Sempre discutiram que
não poderia haver um quarto nível de governo, pois se somos uma nação plural,
não diz o artigo 2º da Constituição que somos uma nação plural? Nem sequer
levaram à Constituição essa lei, mas se mantinham no diálogo ainda que já
começassem a fazer sua estratégia contrainsurgente de guerra de baixa
intensidade, com os paramilitares matando e jogando fora os irmãos de suas
comunidades, com a finalidade de tirar deles a água e os peixes, para que
morressem.
A ideia era destruir a base social, ir contra as comunidades
indígenas para que não houvesse nenhum suporte para os insurgidos. Mas também
gastando uma dinheirama porque para atacar os 15 mil sublevados atacaram os
outros 85 mil. Magnífico! Isso diriam os Estados Unidos, que lhes
vendiam as armas e eram quem provia de tudo. É, então, quando se começa a falar
de democracia e de justiça, e a reflexão de que a estrutura do México é que tem
que mudar, e que tem que haver verdadeira democracia e justiça porque isso é o
que tem consumido todo os povos originários.
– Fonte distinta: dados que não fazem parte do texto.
//! Quire demo — two editors sharing one change log.
//!
//! Runs against an in-memory store by default. Pass a directory to use a
//! RocksDB store instead; running twice against the same directory replays
//! the earlier session.

use std::sync::Arc;

use log::info;
use quire_collab::{
    new_client_id, open_document, DocumentHandle, EngineConfig, LogStore, MemoryLogStore, Meta,
    RemoteChange, RocksConfig, RocksLogStore, SelectionIntent, SyncError,
};
use quire_core::{BlockKind, Mark, Step};

const DOC_ID: &str = "welcome";

#[tokio::main]
async fn main() -> Result<(), SyncError> {
    env_logger::Builder::from_env(env_logger::Env::default().default_filter_or("info")).init();

    match std::env::args().nth(1) {
        Some(path) => {
            let store = RocksLogStore::open(RocksConfig {
                path: path.into(),
                ..RocksConfig::default()
            })?;
            run(Arc::new(store)).await
        }
        None => run(Arc::new(MemoryLogStore::new())).await,
    }
}

fn end_of_first_block<S: LogStore>(handle: &DocumentHandle<S>) -> usize {
    let doc = handle.document();
    1 + doc.blocks()[0].content_size()
}

async fn run<S: LogStore>(store: Arc<S>) -> Result<(), SyncError> {
    let config = EngineConfig::default();
    let mut alice =
        open_document(Arc::clone(&store), DOC_ID, &new_client_id(), config.clone()).await?;
    let mut bob = open_document(Arc::clone(&store), DOC_ID, &new_client_id(), config).await?;
    let mut bob_changes = bob.on_remote_change();
    info!("opened {DOC_ID} at key {}", alice.latest_key());

    // Both type at the same spot before seeing each other.
    let at = end_of_first_block(&alice);
    alice
        .submit_local_edit(vec![Step::insert_text(at, "Hello")], Meta::new())
        .await?;
    bob.submit_local_edit(vec![Step::insert_text(at, ", world")], Meta::new())
        .await?;
    alice.poll().await?;
    bob.poll().await?;
    info!("alice sees {:?}", alice.document().text_content());
    info!("bob sees   {:?}", bob.document().text_content());

    if let Some(changes) = bob_changes.as_mut() {
        while let Ok(change) = changes.try_recv() {
            if let RemoteChange::Applied { key, client_id, steps } = change {
                info!("bob applied entry {key} from {client_id} ({steps} steps)");
            }
        }
    }

    // Alice selects the first word; bob renders it.
    alice.set_local_selection(1, 6, SelectionIntent::Pointer).await?;
    bob.poll().await?;
    for selection in bob.active_selections() {
        let [r, g, b, _] = selection.color.to_array();
        info!(
            "bob shows {}'s selection {}..{} in rgb({:.0}, {:.0}, {:.0})",
            selection.client_id,
            selection.anchor,
            selection.head,
            r * 255.0,
            g * 255.0,
            b * 255.0
        );
    }

    // Alice drafts a heading on a fork while bob keeps typing on the parent.
    let fork = alice.fork_new().await?;
    let config = EngineConfig::default();
    let mut draft =
        open_document(Arc::clone(&store), &fork.fork_id, alice.client_id(), config).await?;
    draft
        .submit_local_edit(
            vec![
                Step::SetBlockType { pos: 0, kind: BlockKind::Heading { level: 1 } },
                Step::AddMark { from: 1, to: 6, mark: Mark::Strong },
            ],
            Meta::new(),
        )
        .await?;
    draft.commit("make it a heading").await?;

    bob.poll().await?;
    let end = end_of_first_block(&bob);
    bob.submit_local_edit(vec![Step::insert_text(end, "!")], Meta::new())
        .await?;

    let outcome = alice.rebase(&fork.fork_id).await?;
    info!(
        "rebased {} onto {DOC_ID} at key {:?} ({} steps, {} dropped)",
        fork.fork_id,
        outcome.key,
        outcome.steps,
        outcome.dropped
    );
    bob.poll().await?;
    info!("final document: {:?}", bob.document().text_content());
    info!("first block is now {}", bob.document().blocks()[0].kind);

    alice.settle().await;
    bob.settle().await;
    Ok(())
}
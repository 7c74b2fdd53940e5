//! Rebasing a batch of steps over concurrent changes.
//!
//! Each step is moved back to the batch's base version by the inverses of
//! the steps before it, forward over the concurrent changes, then forward
//! again over the already-rebased earlier steps:
//!
//! ```text
//!   step i  ──inv(s_{i-1})…inv(s_0)──►  base  ──over…──►  head  ──s_0'…s_{i-1}'──►  result
//! ```
//!
//! Every rebased step is registered as the mirror of its own inverse, so a
//! position inside content the batch itself inserted survives the round trip
//! instead of collapsing onto the deletion edge.

use crate::mapping::{Mapping, StepMap};
use crate::step::Step;

/// Output of a rebase.
#[derive(Debug, Clone, Default, PartialEq, Eq)]
pub struct Rebased {
    /// Steps that survived, in their original order.
    pub steps: Vec<Step>,
    /// Indices (into the input) of steps whose target was deleted.
    pub dropped: Vec<usize>,
}

/// Rebases `steps` (authored against some base) over `over` (applied to the
/// same base first).
pub fn rebase_steps(steps: &[Step], over: &[Step]) -> Rebased {
    let over: Vec<StepMap> = over.iter().map(Step::get_map).collect();
    rebase_over_maps(&[], steps, &over)
}

/// Like [`rebase_steps`], but `steps` are authored after `undo`, which is
/// first taken back out. Used to move one commit out of a longer history.
pub fn rebase_steps_after(undo: &[Step], steps: &[Step], over: &[Step]) -> Rebased {
    let undo: Vec<StepMap> = undo.iter().map(Step::get_map).collect();
    let over: Vec<StepMap> = over.iter().map(Step::get_map).collect();
    rebase_over_maps(&undo, steps, &over)
}

/// Rebases over raw position maps.
pub fn rebase_over_maps(undo: &[StepMap], steps: &[Step], over: &[StepMap]) -> Rebased {
    let mut mapping = Mapping::new();
    for step in steps.iter().rev() {
        mapping.append_map(step.get_map().invert(), None);
    }
    for map in undo.iter().rev() {
        mapping.append_map(map.invert(), None);
    }
    for map in over {
        mapping.append_map(map.clone(), None);
    }

    let mut result = Rebased::default();
    let mut map_from = steps.len();
    for (i, step) in steps.iter().enumerate() {
        let mapped = step.map(&mapping.slice(map_from));
        map_from -= 1;
        match mapped {
            Some(mapped) => {
                mapping.append_map(mapped.get_map(), Some(map_from));
                result.steps.push(mapped);
            }
            None => {
                log::debug!("rebase dropped step {i} ({step}): target deleted");
                result.dropped.push(i);
            }
        }
    }
    result
}

#[cfg(test)]
mod tests {
    use super::*;
    use crate::model::{BlockKind, Document, Mark};
    use crate::step::apply_all;

    #[test]
    fn test_rebase_over_nothing_is_identity() {
        let steps = vec![Step::insert_text(1, "ab"), Step::insert_text(3, "cd")];
        let rebased = rebase_steps(&steps, &[]);
        assert_eq!(rebased.steps, steps);
        assert!(rebased.dropped.is_empty());
    }

    #[test]
    fn test_typing_run_keeps_relative_positions() {
        // Local: type "abc" one char at a time at the start of "xyz".
        let base = Document::from_paragraphs(&["xyz"]);
        let local = vec![
            Step::insert_text(1, "a"),
            Step::insert_text(2, "b"),
            Step::insert_text(3, "c"),
        ];
        // Remote: append "!" at the end.
        let remote = vec![Step::insert_text(4, "!")];
        let rebased = rebase_steps(&local, &remote);

        let head = apply_all(&base, &remote).unwrap();
        let result = apply_all(&head, &rebased.steps).unwrap();
        assert_eq!(result.text_content(), "abcxyz!");
    }

    #[test]
    fn test_rebase_over_remote_prefix_insert() {
        let base = Document::from_paragraphs(&["world"]);
        let local = vec![
            Step::insert_text(6, "!"),
            Step::AddMark {
                from: 1,
                to: 7,
                mark: Mark::Em,
            },
        ];
        let remote = vec![Step::insert_text(1, "hello ")];
        let rebased = rebase_steps(&local, &remote);

        let head = apply_all(&base, &remote).unwrap();
        let result = apply_all(&head, &rebased.steps).unwrap();
        assert_eq!(result.text_content(), "hello world!");
        let em: String = result.blocks()[0]
            .content
            .iter()
            .filter(|r| r.marks.contains(&Mark::Em))
            .map(|r| r.text.as_str())
            .collect();
        assert_eq!(em, "world!");
    }

    #[test]
    fn test_step_targeting_deleted_text_is_dropped() {
        let local = vec![
            Step::AddMark { from: 2, to: 4, mark: Mark::Strong },
            Step::insert_text(1, "z"),
        ];
        let remote = vec![Step::delete(1, 6)];
        let rebased = rebase_steps(&local, &remote);
        assert_eq!(rebased.dropped, vec![0]);
        assert_eq!(rebased.steps, vec![Step::insert_text(1, "z")]);
    }

    #[test]
    fn test_rebase_after_undo() {
        // History on a fork of "ab": commit 1 splits, commit 2 types into the
        // second block. Only commit 2 is moved onto the parent.
        let base = Document::from_paragraphs(&["ab"]);
        let commit1 = vec![Step::Split { pos: 2, kind: BlockKind::Paragraph }];
        let commit2 = vec![Step::insert_text(5, "!")];
        let parent = vec![Step::insert_text(1, ">")];

        let rebased = rebase_steps_after(&commit1, &commit2, &parent);
        let head = apply_all(&base, &parent).unwrap();
        let result = apply_all(&head, &rebased.steps).unwrap();
        assert_eq!(result.text_content(), ">ab!");
    }
}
Então, nós começamos a pensar em
uma nova Constituição. É necessária uma nova reforma constitucional plena. Daí
surgiu. Desde então, a ideia de uma nova Constituição, porque não quiseram
que daqui surgisse um caminho rumo a um novo México, para que se integrassem
não somente os irmãos, mas todos os mexicanos que estavam fora. Hoje, o México
está com fome, na miséria, sob violação dos direitos humanos, todo o país está
como estava Chiapas naqueles dias.
Mas, então, como se articula a proposta da nova constituinte com o
conteúdo e método de outras propostas, como a Sexta Declaração da Selva
Lacandona?
Bom, nós não temos feito esse
exercício. Esse exercício nosso irmãos vão ter que fazer, mas as experiências
prévias, certamente, serão um abono. Aqui não se trata de que um grupo vai se
submeter, trata-se de que todo o povo seja consciente. Não vamos dizer
"ah, eles já fizeram, então, vamos fazer a mesma coisa” ou "como
já fizeram, então, copiamos tudo”. Se algo nos ensinou o caminho que realizaram
aqui os povos de Chiapas – que foi uma organização da igreja, aqui o fez a
igrela – é que não queremos que um grupo se submeta. No dia 05 de
fevereiro, houve um grupo que disse: "nós já temos uma Constituição
pronta”, e queriam que lhes déssemos quatro horas para que utilizassem para
ensinar, mas não se trata de um livro!
Aqui, a grande riqueza que deu
força a este movimento não só em nível nacional, mas mundial foi o sujeito social
que aqui se criou, o sujeito político que aqui surgiu. Por isso, dizia eu que o
processo evangelizador que abriu Don Samuel aqui estava abonado por toda a
riqueza abundante do humanismo que existe nos povos. E se algo podem nos dar os
povos originários a esse processo é a riqueza humanística que têm. Eles podem
dar muito, eles sabem do cuidado da terra, do cuidado do bosque, sabem do
cuidado da água, sabem da comunidade, do cuidado da família, do cuidado da
criança e do ancião. Aqui, o ancião é uma pessoa cuidada porque é o sábio. Os
indígenas não têm asilos, não empurram a criança para engatinhar. Os indígenas
até que a criança não ande é trazida carregada.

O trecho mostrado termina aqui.